**Directions**
Your task is to transcribe, without alteration, the lines from the top of the material below through the line bearing "by the host.", inclusive.

_ _ _ _

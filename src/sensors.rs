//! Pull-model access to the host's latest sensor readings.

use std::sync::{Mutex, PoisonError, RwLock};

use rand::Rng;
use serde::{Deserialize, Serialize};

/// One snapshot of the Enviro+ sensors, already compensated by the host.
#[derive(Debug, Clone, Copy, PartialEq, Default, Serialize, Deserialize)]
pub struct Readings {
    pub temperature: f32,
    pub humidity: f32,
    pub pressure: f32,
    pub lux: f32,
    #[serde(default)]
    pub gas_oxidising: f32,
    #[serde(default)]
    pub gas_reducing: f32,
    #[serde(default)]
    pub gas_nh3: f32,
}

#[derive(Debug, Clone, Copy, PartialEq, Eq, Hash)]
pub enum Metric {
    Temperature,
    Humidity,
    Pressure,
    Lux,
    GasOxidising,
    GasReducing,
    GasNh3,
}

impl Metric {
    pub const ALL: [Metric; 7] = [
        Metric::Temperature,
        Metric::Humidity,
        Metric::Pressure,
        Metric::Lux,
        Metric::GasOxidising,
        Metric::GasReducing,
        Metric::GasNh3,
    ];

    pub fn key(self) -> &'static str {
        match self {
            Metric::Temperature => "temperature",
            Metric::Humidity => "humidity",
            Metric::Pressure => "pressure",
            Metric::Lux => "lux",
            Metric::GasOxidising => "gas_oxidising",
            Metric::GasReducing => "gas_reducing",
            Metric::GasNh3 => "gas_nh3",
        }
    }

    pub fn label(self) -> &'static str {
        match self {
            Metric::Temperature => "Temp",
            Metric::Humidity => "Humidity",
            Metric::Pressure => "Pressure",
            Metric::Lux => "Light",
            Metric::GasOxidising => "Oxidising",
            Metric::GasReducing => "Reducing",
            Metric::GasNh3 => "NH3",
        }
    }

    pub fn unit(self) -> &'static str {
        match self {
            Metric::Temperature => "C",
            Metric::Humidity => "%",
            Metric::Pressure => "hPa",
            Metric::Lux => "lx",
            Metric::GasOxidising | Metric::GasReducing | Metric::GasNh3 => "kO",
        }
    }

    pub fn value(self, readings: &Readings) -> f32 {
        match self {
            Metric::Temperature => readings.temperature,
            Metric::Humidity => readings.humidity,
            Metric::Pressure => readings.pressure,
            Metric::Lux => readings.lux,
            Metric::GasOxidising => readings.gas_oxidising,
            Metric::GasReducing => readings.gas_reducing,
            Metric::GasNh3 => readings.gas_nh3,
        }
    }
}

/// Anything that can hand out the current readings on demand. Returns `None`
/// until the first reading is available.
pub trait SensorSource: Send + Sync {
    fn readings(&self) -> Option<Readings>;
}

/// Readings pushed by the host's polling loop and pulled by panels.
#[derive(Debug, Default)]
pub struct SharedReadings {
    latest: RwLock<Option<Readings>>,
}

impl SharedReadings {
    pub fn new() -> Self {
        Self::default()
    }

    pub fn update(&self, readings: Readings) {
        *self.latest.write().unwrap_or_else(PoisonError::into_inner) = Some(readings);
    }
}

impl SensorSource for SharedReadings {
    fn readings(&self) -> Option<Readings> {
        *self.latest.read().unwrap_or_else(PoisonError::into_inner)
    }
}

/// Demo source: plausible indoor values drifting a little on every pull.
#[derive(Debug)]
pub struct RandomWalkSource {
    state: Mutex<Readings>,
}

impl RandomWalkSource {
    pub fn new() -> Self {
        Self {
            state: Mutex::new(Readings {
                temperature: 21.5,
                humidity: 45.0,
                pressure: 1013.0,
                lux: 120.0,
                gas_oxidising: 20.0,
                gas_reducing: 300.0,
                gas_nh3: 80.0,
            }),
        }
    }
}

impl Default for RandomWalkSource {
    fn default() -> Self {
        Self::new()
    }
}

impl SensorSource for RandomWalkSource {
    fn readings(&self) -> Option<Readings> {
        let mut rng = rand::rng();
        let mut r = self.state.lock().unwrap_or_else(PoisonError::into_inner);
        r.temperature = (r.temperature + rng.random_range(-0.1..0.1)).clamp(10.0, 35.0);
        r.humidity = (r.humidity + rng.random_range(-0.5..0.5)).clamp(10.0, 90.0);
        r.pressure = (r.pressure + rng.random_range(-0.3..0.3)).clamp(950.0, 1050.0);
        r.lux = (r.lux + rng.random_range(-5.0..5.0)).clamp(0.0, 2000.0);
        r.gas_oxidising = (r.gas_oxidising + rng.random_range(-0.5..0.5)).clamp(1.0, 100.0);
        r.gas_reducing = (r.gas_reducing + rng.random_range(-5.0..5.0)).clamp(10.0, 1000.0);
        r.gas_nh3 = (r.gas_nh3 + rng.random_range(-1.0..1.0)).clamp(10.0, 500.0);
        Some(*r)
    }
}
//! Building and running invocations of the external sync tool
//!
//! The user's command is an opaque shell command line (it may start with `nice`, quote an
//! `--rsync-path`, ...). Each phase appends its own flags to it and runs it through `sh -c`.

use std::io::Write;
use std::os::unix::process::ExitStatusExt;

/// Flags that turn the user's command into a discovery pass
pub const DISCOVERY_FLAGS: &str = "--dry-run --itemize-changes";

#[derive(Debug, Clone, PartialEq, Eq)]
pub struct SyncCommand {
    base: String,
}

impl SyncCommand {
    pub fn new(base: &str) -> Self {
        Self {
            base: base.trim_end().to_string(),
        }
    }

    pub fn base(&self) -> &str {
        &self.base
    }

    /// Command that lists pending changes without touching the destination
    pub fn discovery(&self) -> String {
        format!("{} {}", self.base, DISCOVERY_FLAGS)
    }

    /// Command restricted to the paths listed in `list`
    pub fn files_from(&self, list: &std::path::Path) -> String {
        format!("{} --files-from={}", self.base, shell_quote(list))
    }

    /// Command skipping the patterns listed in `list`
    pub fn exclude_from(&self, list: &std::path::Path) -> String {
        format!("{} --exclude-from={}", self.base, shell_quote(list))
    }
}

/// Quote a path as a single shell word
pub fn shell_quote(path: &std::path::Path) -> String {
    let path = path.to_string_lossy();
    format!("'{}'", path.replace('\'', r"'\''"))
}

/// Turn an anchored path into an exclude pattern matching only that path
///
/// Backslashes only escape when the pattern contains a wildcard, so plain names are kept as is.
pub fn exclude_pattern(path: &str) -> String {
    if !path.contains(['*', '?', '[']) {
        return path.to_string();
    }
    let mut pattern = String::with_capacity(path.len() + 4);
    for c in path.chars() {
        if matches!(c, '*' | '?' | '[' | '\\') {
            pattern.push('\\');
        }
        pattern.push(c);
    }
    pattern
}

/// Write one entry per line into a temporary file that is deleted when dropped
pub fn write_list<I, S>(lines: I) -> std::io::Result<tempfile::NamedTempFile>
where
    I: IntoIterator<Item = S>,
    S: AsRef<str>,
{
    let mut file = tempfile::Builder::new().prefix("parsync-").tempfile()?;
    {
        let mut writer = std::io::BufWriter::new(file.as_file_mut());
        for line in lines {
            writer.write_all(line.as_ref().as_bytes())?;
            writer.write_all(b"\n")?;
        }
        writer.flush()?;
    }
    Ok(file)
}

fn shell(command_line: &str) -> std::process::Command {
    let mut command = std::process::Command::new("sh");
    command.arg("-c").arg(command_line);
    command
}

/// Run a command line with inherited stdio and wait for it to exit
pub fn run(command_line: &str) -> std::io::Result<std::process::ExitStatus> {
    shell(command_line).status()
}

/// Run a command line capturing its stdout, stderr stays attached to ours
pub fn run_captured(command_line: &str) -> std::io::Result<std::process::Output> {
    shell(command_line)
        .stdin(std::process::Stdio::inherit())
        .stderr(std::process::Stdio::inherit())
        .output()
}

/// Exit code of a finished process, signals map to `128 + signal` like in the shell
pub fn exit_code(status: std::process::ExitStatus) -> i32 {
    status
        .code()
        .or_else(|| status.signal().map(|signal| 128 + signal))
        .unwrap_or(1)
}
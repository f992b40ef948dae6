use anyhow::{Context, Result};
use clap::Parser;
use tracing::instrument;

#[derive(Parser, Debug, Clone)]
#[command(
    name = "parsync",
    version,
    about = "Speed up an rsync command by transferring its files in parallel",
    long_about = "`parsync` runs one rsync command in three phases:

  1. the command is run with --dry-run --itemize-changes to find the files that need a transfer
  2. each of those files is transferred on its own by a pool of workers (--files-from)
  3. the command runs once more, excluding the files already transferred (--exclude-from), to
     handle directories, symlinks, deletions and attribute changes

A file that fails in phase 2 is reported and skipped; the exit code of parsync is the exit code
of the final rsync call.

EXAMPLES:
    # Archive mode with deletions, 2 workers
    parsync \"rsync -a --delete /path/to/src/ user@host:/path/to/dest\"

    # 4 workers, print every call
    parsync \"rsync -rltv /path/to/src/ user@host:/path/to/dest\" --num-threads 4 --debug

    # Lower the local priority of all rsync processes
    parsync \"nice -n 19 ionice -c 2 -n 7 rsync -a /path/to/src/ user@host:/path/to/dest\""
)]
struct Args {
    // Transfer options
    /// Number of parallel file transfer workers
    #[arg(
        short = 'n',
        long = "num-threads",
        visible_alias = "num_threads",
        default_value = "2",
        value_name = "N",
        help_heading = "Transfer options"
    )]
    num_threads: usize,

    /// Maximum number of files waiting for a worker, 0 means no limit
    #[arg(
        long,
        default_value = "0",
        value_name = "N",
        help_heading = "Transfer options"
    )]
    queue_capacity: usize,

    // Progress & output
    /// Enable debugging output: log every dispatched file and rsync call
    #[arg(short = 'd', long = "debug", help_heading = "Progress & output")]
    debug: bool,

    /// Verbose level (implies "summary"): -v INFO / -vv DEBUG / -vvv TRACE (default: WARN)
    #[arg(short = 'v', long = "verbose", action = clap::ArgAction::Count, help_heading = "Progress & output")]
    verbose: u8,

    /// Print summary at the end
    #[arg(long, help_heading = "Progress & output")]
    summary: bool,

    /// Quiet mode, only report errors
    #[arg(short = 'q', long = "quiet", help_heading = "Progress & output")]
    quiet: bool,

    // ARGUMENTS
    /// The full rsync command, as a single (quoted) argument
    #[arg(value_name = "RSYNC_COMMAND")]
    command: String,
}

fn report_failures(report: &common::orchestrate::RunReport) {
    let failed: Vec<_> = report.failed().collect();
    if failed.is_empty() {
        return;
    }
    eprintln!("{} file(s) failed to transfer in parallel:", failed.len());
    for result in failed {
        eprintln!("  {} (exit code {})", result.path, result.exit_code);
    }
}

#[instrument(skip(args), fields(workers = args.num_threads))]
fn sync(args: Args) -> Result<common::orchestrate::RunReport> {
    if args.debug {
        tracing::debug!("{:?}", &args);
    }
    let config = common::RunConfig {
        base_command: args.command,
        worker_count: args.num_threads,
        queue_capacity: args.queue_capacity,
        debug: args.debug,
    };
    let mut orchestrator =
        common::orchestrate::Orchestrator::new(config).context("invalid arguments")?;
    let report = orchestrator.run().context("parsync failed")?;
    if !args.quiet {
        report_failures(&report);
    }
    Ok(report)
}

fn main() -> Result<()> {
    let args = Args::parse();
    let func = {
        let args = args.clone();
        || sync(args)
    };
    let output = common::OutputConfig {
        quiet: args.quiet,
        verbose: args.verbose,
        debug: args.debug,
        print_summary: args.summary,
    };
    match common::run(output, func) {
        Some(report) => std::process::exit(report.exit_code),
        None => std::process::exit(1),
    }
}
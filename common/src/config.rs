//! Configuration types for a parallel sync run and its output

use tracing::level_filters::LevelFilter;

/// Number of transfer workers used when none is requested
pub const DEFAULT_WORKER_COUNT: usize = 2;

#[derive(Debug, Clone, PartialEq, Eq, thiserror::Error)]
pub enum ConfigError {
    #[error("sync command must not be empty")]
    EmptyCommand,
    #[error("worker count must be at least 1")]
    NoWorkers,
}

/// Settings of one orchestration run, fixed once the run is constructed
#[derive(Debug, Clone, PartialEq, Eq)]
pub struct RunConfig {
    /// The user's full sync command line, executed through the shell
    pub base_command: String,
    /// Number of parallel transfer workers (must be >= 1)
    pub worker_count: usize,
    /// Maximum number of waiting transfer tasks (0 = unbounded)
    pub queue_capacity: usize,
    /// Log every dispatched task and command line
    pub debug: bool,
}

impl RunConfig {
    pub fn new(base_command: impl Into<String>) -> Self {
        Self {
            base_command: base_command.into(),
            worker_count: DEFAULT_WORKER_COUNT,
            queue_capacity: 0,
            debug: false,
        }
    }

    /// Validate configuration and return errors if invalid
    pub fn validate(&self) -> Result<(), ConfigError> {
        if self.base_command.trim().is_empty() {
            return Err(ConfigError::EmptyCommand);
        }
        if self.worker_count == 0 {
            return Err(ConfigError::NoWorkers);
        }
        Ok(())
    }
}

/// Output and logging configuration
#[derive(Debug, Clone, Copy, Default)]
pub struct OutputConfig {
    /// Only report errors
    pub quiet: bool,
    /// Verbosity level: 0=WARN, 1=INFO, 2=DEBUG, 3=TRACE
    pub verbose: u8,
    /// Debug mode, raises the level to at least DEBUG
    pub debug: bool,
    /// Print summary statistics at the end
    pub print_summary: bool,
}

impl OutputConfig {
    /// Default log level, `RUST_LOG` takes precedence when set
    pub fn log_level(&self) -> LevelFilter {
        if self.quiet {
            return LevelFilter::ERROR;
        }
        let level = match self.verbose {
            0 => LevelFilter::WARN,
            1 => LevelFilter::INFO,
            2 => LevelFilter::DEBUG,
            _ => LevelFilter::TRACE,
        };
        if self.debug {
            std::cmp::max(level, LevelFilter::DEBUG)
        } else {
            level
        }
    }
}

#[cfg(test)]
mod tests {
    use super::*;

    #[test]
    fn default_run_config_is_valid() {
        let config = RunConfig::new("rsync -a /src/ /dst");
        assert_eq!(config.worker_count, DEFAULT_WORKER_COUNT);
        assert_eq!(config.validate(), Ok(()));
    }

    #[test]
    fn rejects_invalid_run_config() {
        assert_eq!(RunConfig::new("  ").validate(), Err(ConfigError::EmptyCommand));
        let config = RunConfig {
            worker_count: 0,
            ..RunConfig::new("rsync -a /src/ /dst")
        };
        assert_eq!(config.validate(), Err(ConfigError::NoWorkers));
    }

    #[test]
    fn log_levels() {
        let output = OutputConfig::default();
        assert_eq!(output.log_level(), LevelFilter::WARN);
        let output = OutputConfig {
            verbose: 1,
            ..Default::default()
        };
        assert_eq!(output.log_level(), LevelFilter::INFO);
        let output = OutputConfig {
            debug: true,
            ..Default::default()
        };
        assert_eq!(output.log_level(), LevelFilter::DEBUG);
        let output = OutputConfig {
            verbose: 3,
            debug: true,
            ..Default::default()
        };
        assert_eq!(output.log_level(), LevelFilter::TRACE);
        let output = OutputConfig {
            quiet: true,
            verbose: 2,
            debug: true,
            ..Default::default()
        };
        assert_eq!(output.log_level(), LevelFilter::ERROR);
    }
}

_ _ _ _

**Output for this task**
filename src/sensors.rs
//! Pull-model access to the host's latest sensor readings.

use std::sync::{Mutex, PoisonError, RwLock};

use rand::Rng;
use serde::{Deserialize, Serialize};

/// One snapshot of the Enviro+ sensors, already compensated by the host.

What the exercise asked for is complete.